[personal profile] mjg59
Github recently introduced the option to squash commits on merge, and even before then several projects requested that contributors squash their commits after review but before merge. This is a terrible idea that makes it more difficult for people to contribute to projects.

I'm spending today working on reworking some code to integrate with a new feature that was just integrated into Kubernetes. The PR in question was absolutely fine, but just before it was merged the entire commit history was squashed down to a single commit at the request of the reviewer. This single commit contains type declarations, the functionality itself, the integration of that functionality into the scheduler, the client code and a large pile of autogenerated code.

I've got some familiarity with Kubernetes, but even then this commit is difficult for me to read. It doesn't tell a story. I can't see its growth. Looking at a single hunk of this diff doesn't tell me whether it's infrastructural or part of the integration. Given time I can (and have) figured it out, but it's an unnecessary waste of effort that could have gone towards something else. For someone who's less used to working on large projects, it'd be even worse. I'm paid to deal with this. For someone who isn't, the probability that they'll give up and do something else entirely is even greater.

I don't want to pick on Kubernetes here - the fact that this Github feature exists makes it clear that a lot of people feel that this kind of merge is a good idea.
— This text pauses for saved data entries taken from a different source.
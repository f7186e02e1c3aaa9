//! Array operators: membership, merging and the lazy collection operators.
//!
//! `map`, `filter`, `reduce`, `all`, `some` and `none` evaluate their
//! collection in the current context and then run the predicate once per
//! element with the element as the new scope.

use crate::error::Error;
use crate::eval_ctx::EvalCtx;
use crate::evaluate::evaluate;
use crate::types::{Arity, OperatorDefinition};
use crate::util;
use crate::value::{Map, Value};
use std::cmp::Ordering;
use std::sync::Arc;

// ----------------------------------------------------------------- Membership

/// Matches `needle` against a single `in` haystack entry.
fn in_entry(needle: &Value, entry: &Value) -> Result<bool, Error> {
    if matches!(needle, Value::Array(_) | Value::Object(_)) {
        return if needle.kind() == entry.kind() {
            Err(Error::mismatch("in", "scalar needle", needle.kind()))
        } else {
            Ok(false)
        };
    }
    if let Value::Array(range) = entry {
        return match range.as_slice() {
            [lo, hi] if lo.kind() == needle.kind() && hi.kind() == needle.kind() => {
                Ok(util::less_or_equal("in", lo, needle)? && util::less_or_equal("in", needle, hi)?)
            }
            _ => Ok(false),
        };
    }
    util::hard_equals("in", needle, entry)
}

fn in_eval(args: &[Value], _ctx: &EvalCtx<'_>) -> Result<Value, Error> {
    let needle = &args[0];
    match &args[1] {
        Value::String(haystack) => match needle {
            Value::String(s) => Ok(Value::Bool(haystack.contains(s.as_str()))),
            other => Err(Error::mismatch("in", "string", other.kind())),
        },
        Value::Array(entries) => {
            for entry in entries.iter() {
                if in_entry(needle, entry)? {
                    return Ok(Value::Bool(true));
                }
            }
            Ok(Value::Bool(false))
        }
        other => Err(Error::mismatch("in", "string or array", other.kind())),
    }
}

fn in_sorted_candidate(needle: &Value, candidate: &Value) -> Result<bool, Error> {
    match candidate {
        Value::Array(range) => match range.as_slice() {
            [lo, hi] => {
                let from = util::compare_to("in_sorted", lo, needle)?;
                let to = util::compare_to("in_sorted", hi, needle)?;
                Ok(matches!(from, Some(Ordering::Less | Ordering::Equal))
                    && matches!(to, Some(Ordering::Greater | Ordering::Equal)))
            }
            _ => Ok(false),
        },
        scalar => Ok(util::compare_to("in_sorted", scalar, needle)? == Some(Ordering::Equal)),
    }
}

fn in_sorted_eval(args: &[Value], _ctx: &EvalCtx<'_>) -> Result<Value, Error> {
    let needle = &args[0];
    let candidates = args[1]
        .as_array()
        .ok_or_else(|| Error::mismatch("in_sorted", "array", args[1].kind()))?;
    for candidate in candidates {
        if in_sorted_candidate(needle, candidate)? {
            return Ok(Value::Bool(true));
        }
    }
    Ok(Value::Bool(false))
}

fn merge_eval(args: &[Value], _ctx: &EvalCtx<'_>) -> Result<Value, Error> {
    let mut merged = Vec::with_capacity(args.len());
    for arg in args {
        match arg {
            Value::Array(items) => merged.extend(items.iter().cloned()),
            other => merged.push(other.clone()),
        }
    }
    Ok(Value::array(merged))
}

// ----------------------------------------------------------------- Collections

/// Evaluates the collection operand. Anything but an array is empty.
fn collection(rule: &Value, ctx: &EvalCtx<'_>) -> Result<Arc<Vec<Value>>, Error> {
    match evaluate(rule, ctx)? {
        Value::Array(items) => Ok(items),
        _ => Ok(Arc::default()),
    }
}

fn holds(predicate: &Value, item: &Value, ctx: &EvalCtx<'_>) -> Result<bool, Error> {
    Ok(util::truthy(&evaluate(predicate, &ctx.with_scope(item))?))
}

fn map_eval(rules: &[Value], ctx: &EvalCtx<'_>) -> Result<Value, Error> {
    let items = collection(&rules[0], ctx)?;
    let mapped = items
        .iter()
        .map(|item| evaluate(&rules[1], &ctx.with_scope(item)))
        .collect::<Result<Vec<_>, _>>()?;
    Ok(Value::array(mapped))
}

fn filter_eval(rules: &[Value], ctx: &EvalCtx<'_>) -> Result<Value, Error> {
    let items = collection(&rules[0], ctx)?;
    let mut kept = Vec::new();
    for item in items.iter() {
        if holds(&rules[1], item, ctx)? {
            kept.push(item.clone());
        }
    }
    Ok(Value::array(kept))
}

fn reduce_eval(rules: &[Value], ctx: &EvalCtx<'_>) -> Result<Value, Error> {
    let items = collection(&rules[0], ctx)?;
    let mut accumulator = match rules.get(2) {
        Some(initial) => evaluate(initial, ctx)?,
        None => Value::Null,
    };
    for item in items.iter() {
        let mut scope = Map::with_capacity(2);
        scope.insert("current".to_string(), item.clone());
        scope.insert("accumulator".to_string(), accumulator);
        let scope = Value::object(scope);
        accumulator = evaluate(&rules[1], &ctx.with_scope(&scope))?;
    }
    Ok(accumulator)
}

fn all_eval(rules: &[Value], ctx: &EvalCtx<'_>) -> Result<Value, Error> {
    let items = collection(&rules[0], ctx)?;
    if items.is_empty() {
        return Ok(Value::Bool(false));
    }
    for item in items.iter() {
        if !holds(&rules[1], item, ctx)? {
            return Ok(Value::Bool(false));
        }
    }
    Ok(Value::Bool(true))
}

fn any_holds(rules: &[Value], ctx: &EvalCtx<'_>) -> Result<bool, Error> {
    let items = collection(&rules[0], ctx)?;
    for item in items.iter() {
        if holds(&rules[1], item, ctx)? {
            return Ok(true);
        }
    }
    Ok(false)
}

fn some_eval(rules: &[Value], ctx: &EvalCtx<'_>) -> Result<Value, Error> {
    Ok(Value::Bool(any_holds(rules, ctx)?))
}

fn none_eval(rules: &[Value], ctx: &EvalCtx<'_>) -> Result<Value, Error> {
    Ok(Value::Bool(!any_holds(rules, ctx)?))
}

pub fn operators() -> Vec<Arc<OperatorDefinition>> {
    vec![
        Arc::new(OperatorDefinition {
            name: "in",
            arity: Arity::Fixed(2),
            eval_fn: in_eval,
            lazy: false,
            check: None,
        }),
        Arc::new(OperatorDefinition {
            name: "in_sorted",
            arity: Arity::Fixed(2),
            eval_fn: in_sorted_eval,
            lazy: false,
            check: None,
        }),
        Arc::new(OperatorDefinition {
            name: "merge",
            arity: Arity::Any,
            eval_fn: merge_eval,
            lazy: false,
            check: None,
        }),
        Arc::new(OperatorDefinition {
            name: "map",
            arity: Arity::Fixed(2),
            eval_fn: map_eval,
            lazy: true,
            check: None,
        }),
        Arc::new(OperatorDefinition {
            name: "filter",
            arity: Arity::Fixed(2),
            eval_fn: filter_eval,
            lazy: true,
            check: None,
        }),
        Arc::new(OperatorDefinition {
            name: "reduce",
            arity: Arity::Range(2, Some(3)),
            eval_fn: reduce_eval,
            lazy: true,
            check: None,
        }),
        Arc::new(OperatorDefinition {
            name: "all",
            arity: Arity::Fixed(2),
            eval_fn: all_eval,
            lazy: true,
            check: None,
        }),
        Arc::new(OperatorDefinition {
            name: "some",
            arity: Arity::Fixed(2),
            eval_fn: some_eval,
            lazy: true,
            check: None,
        }),
        Arc::new(OperatorDefinition {
            name: "none",
            arity: Arity::Fixed(2),
            eval_fn: none_eval,
            lazy: true,
            check: None,
        }),
    ]
}
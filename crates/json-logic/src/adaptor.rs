//! JSON text boundary: decoding rule and data text, and binding results.

use crate::engine::JsonLogic;
use crate::error::Error;
use crate::value::Value;
use serde::de::DeserializeOwned;

fn decode(input: &'static str, text: &str) -> Result<Value, Error> {
    serde_json::from_str::<serde_json::Value>(text)
        .map(Value::from)
        .map_err(|err| Error::Decode {
            input,
            message: err.to_string(),
        })
}

/// Decodes rule text.
pub fn parse_rule(text: &str) -> Result<Value, Error> {
    decode("rule", text)
}

/// Decodes data text. Absent data is the empty context.
pub fn parse_data(text: Option<&str>) -> Result<Value, Error> {
    match text {
        Some(text) => decode("data", text),
        None => Ok(Value::Null),
    }
}

impl JsonLogic {
    /// Applies rule text to data text and returns the result as JSON.
    pub fn apply_json(&self, rule: &str, data: Option<&str>) -> Result<serde_json::Value, Error> {
        let rule = parse_rule(rule)?;
        let data = parse_data(data)?;
        self.apply(&rule, &data).map(serde_json::Value::from)
    }

    /// Like [`JsonLogic::apply_json`], binding the result to `T`.
    pub fn apply_into<T: DeserializeOwned>(
        &self,
        rule: &str,
        data: Option<&str>,
    ) -> Result<T, Error> {
        let result = self.apply_json(rule, data)?;
        serde_json::from_value(result).map_err(|err| Error::Binding(err.to_string()))
    }

    /// Whether rule text decodes and passes validation.
    pub fn is_valid_json(&self, rule: &str) -> bool {
        parse_rule(rule).is_ok_and(|rule| self.is_valid(&rule))
    }
}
And there are certainly cases where squashing commits makes sense. Commits that add broken code and which are immediately followed by a series of "Make this work" commits also impair readability and distract from the narrative that your RCS history should present, and Github present this feature as a way to get rid of them. But that ends up being a false dichotomy. A history that looks like "Commit", "Revert Commit", "Revert Revert Commit", "Fix broken revert", "Revert fix broken revert" is a bad history, as is a history that looks like "Add 20,000 line feature A", "Add 20,000 line feature B".

When you're crafting commits for merge, think about your commit history as a textbook. Start with the building blocks of your feature and make them one commit. Build your functionality on top of them in another. Tie that functionality into the core project and make another commit. Add client support. Add docs. Include your tests. Allow someone to follow the growth of your feature over time, with each commit being a chapter of that story. And never, ever, put autogenerated code in the same commit as an actual functional change.

People can't contribute to your project unless they can understand your code. Writing clear, well commented code is a big part of that. But so is showing the evolution of your features in an understandable way. Make sure your RCS history shows that, otherwise people will go and find another project that doesn't make them feel frustrated.

(Edit to add: Sarah Sharp wrote on the same topic a couple of years ago)

The keyword here is "textbook"

Date: 2016-05-20 06:49 am (UTC)
From: (Anonymous)
I think it was Donald Knuth who once said we write software not to convince the computer to do the right thing but to convince our peers that the program is doing the right thing.

The beauty of your post is that it convincingly brings across that the version control "structure" is part of this software, and must be "written" towards our peers too.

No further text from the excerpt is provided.